Lately we find an increasing need to anonymize our scraping sessions. So, as necessity is the mother of invention, we have created and adopted a handful of different approaches to keep our scrapes up and running.

Keep in mind, the only way to block a web crawler is for a website’s server to refuse connections from an offending IP address.

Proactive Anonymization

This approach is used before any blocking has occurred. Ideally, a proactive approach would be the only technique needed.

Using screen-scraper’s Anonymization Service set up your scraping session to spawn between 3-5 proxy servers when it starts. Create a script whose job it is to shutdown and spawn anew a proxy server at a random interval (say, every 3-5 minutes).

It is also useful to switch up the User Agent at least each time you switch out a proxy. It can be even more effective if you switch it up on every request.

Similarly, when possible, you can change your referrer to a random URL that is off of the target domain. This makes it appear as though a different user is entering the site from an external source (typically considered positive traffic).

Reactive Anonymization

This is necessary once a site starts blocking your IP address.

The first approach is to use screen-scraper’s built-in Anonymization Service. The current implementation makes use of Amazon EC2 servers as proxies. Because we make use of Amazon’s Linux EC2 instances we have access to Squid, a popular proxy server already installed.

A limitation to using Amazon’s EC2 is that they reside in a finite and predictable block of IP addresses. We have had a number of sites block Amazon EC2’s wholesale.

After Amazon EC2’s are no longer effective you can make use of three other ad-hoc techniques.

Tor: The Tor network is spread widely across many different nodes and can prove difficult (almost impossible) to block. However, because of the vast distribution across any type of web server (with varying internet speeds) the relay speed is roughly 1/10th that of a normal connection. But, it’s free.

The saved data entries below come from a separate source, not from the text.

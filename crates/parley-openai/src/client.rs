// SPDX-FileCopyrightText: 2026 Parley Contributors
// SPDX-License-Identifier: MIT OR Apache-2.0

//! HTTP client for the OpenAI API.
//!
//! Provides [`OpenAiClient`] which handles authentication, request
//! construction, streaming SSE responses, and transient error retry.

use std::pin::Pin;
use std::time::Duration;

use futures::Stream;
use parley_core::ParleyError;
use reqwest::header::{AUTHORIZATION, HeaderMap, HeaderValue};
use serde::de::DeserializeOwned;
use tracing::{debug, warn};

use crate::sse;
use crate::types::{
    ApiErrorResponse, ChatChunk, ChatRequest, ChatResponse, ImageRequest, ImageResponse,
    SpeechRequest, StreamOptions, TranscriptionResponse,
};

/// HTTP client for OpenAI API communication.
///
/// Transient failures (429, 500, 502, 503) are retried once after one second.
#[derive(Debug, Clone)]
pub struct OpenAiClient {
    client: reqwest::Client,
    base_url: String,
    max_retries: u32,
}

fn provider_error(message: String, source: Option<reqwest::Error>) -> ParleyError {
    ParleyError::GenerationFailed {
        message,
        source: source.map(|e| Box::new(e) as Box<dyn std::error::Error + Send + Sync>),
    }
}

impl OpenAiClient {
    pub fn new(api_key: &str, base_url: &str, timeout: Duration) -> Result<Self, ParleyError> {
        let mut headers = HeaderMap::new();
        headers.insert(
            AUTHORIZATION,
            HeaderValue::from_str(&format!("Bearer {api_key}"))
                .map_err(|e| ParleyError::Config(format!("invalid API key header value: {e}")))?,
        );

        let client = reqwest::Client::builder()
            .default_headers(headers)
            .timeout(timeout)
            .build()
            .map_err(|e| provider_error(format!("failed to build HTTP client: {e}"), Some(e)))?;

        Ok(Self {
            client,
            base_url: base_url.trim_end_matches('/').to_string(),
            max_retries: 1,
        })
    }

    fn url(&self, endpoint: &str) -> String {
        format!("{}/{endpoint}", self.base_url)
    }

    /// Sends the request built by `build`, retrying transient failures.
    ///
    /// `build` runs once per attempt, so bodies that cannot be cloned
    /// (multipart uploads) are rebuilt for the retry.
    async fn execute<F>(&self, what: &str, build: F) -> Result<reqwest::Response, ParleyError>
    where
        F: Fn(&reqwest::Client) -> Result<reqwest::RequestBuilder, ParleyError>,
    {
        let mut last_error = None;

        for attempt in 0..=self.max_retries {
            if attempt > 0 {
                warn!(attempt, what, "retrying request after transient error");
                tokio::time::sleep(Duration::from_secs(1)).await;
            }

            let response = build(&self.client)?
                .send()
                .await
                .map_err(|e| provider_error(format!("HTTP request failed: {e}"), Some(e)))?;

            let status = response.status();
            debug!(status = %status, attempt, what, "response received");

            if status.is_success() {
                return Ok(response);
            }

            let body = response.text().await.unwrap_or_default();
            if is_transient_error(status) && attempt < self.max_retries {
                warn!(status = %status, body = %body, "transient error, will retry");
                last_error = Some(provider_error(format!("API returned {status}: {body}"), None));
                continue;
            }

            let message = match serde_json::from_str::<ApiErrorResponse>(&body) {
                Ok(api_err) => format!(
                    "OpenAI API error ({}): {}",
                    api_err.error.type_.as_deref().unwrap_or("unknown"),
                    api_err.error.message
                ),
                Err(_) => format!("API returned {status}: {body}"),
            };
            return Err(provider_error(message, None));
        }

        Err(last_error
            .unwrap_or_else(|| provider_error(format!("{what} request failed after retries"), None)))
    }

    async fn json_body<T: DeserializeOwned>(response: reqwest::Response) -> Result<T, ParleyError> {
        let body = response
            .text()
            .await
            .map_err(|e| provider_error(format!("failed to read response body: {e}"), Some(e)))?;
        serde_json::from_str(&body).map_err(|e| ParleyError::GenerationFailed {
            message: format!("failed to parse API response: {e}"),
            source: Some(Box::new(e)),
        })
    }

    /// Non-streaming chat completion.
    pub async fn chat_completion(&self, request: &ChatRequest) -> Result<ChatResponse, ParleyError> {
        let mut req = request.clone();
        req.stream = false;
        req.stream_options = None;

        let url = self.url("chat/completions");
        let response = self
            .execute("chat", |client| Ok(client.post(&url).json(&req)))
            .await?;
        Self::json_body(response).await
    }

    /// Streaming chat completion. The final chunk carries token usage.
    pub async fn chat_stream(
        &self,
        request: &ChatRequest,
    ) -> Result<Pin<Box<dyn Stream<Item = Result<ChatChunk, ParleyError>> + Send>>, ParleyError>
    {
        let mut req = request.clone();
        req.stream = true;
        req.stream_options = Some(StreamOptions {
            include_usage: true,
        });

        let url = self.url("chat/completions");
        let response = self
            .execute("chat stream", |client| Ok(client.post(&url).json(&req)))
            .await?;
        Ok(sse::parse_sse_stream(response))
    }

    /// Generates one image and returns its URL.
    pub async fn create_image(&self, request: &ImageRequest) -> Result<String, ParleyError> {
        let url = self.url("images/generations");
        let response = self
            .execute("image", |client| Ok(client.post(&url).json(request)))
            .await?;
        let images: ImageResponse = Self::json_body(response).await?;
        images
            .data
            .into_iter()
            .find_map(|d| d.url)
            .ok_or_else(|| ParleyError::generation("image response contained no URL"))
    }

    /// Transcribes an audio clip.
    pub async fn transcribe(
        &self,
        model: &str,
        audio: Vec<u8>,
        file_name: &str,
    ) -> Result<String, ParleyError> {
        let url = self.url("audio/transcriptions");
        let response = self
            .execute("transcription", |client| {
                let part = reqwest::multipart::Part::bytes(audio.clone())
                    .file_name(file_name.to_string())
                    .mime_str("audio/ogg")
                    .map_err(|e| provider_error(format!("invalid audio mime type: {e}"), Some(e)))?;
                let form = reqwest::multipart::Form::new()
                    .text("model", model.to_string())
                    .part("file", part);
                Ok(client.post(&url).multipart(form))
            })
            .await?;
        let transcription: TranscriptionResponse = Self::json_body(response).await?;
        Ok(transcription.text)
    }

    /// Synthesizes speech; returns the encoded audio.
    pub async fn speech(&self, request: &SpeechRequest) -> Result<Vec<u8>, ParleyError> {
        let url = self.url("audio/speech");
        let response = self
            .execute("speech", |client| Ok(client.post(&url).json(request)))
            .await?;
        let bytes = response
            .bytes()
            .await
            .map_err(|e| provider_error(format!("failed to read audio body: {e}"), Some(e)))?;
        Ok(bytes.to_vec())
    }
}

/// Returns true for HTTP status codes that indicate transient errors worth retrying.
fn is_transient_error(status: reqwest::StatusCode) -> bool {
    matches!(status.as_u16(), 429 | 500 | 502 | 503)
}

I2P2: Similar to Tor but a bit better maintained. This means faster connections. However, there are many fewer proxy nodes and fewer IP addresses to block. But, it’s free.

Anonymization via Manual Proxy Pools: Using proxy pools should be a last resort because the nature of the proxies is unknown and often unreliable. You are making use of computers on the Internet that have been set up with an open port for all the world to relay its traffic through. It’s possible that the owner of the server may close the open port at any time. But, it’s free.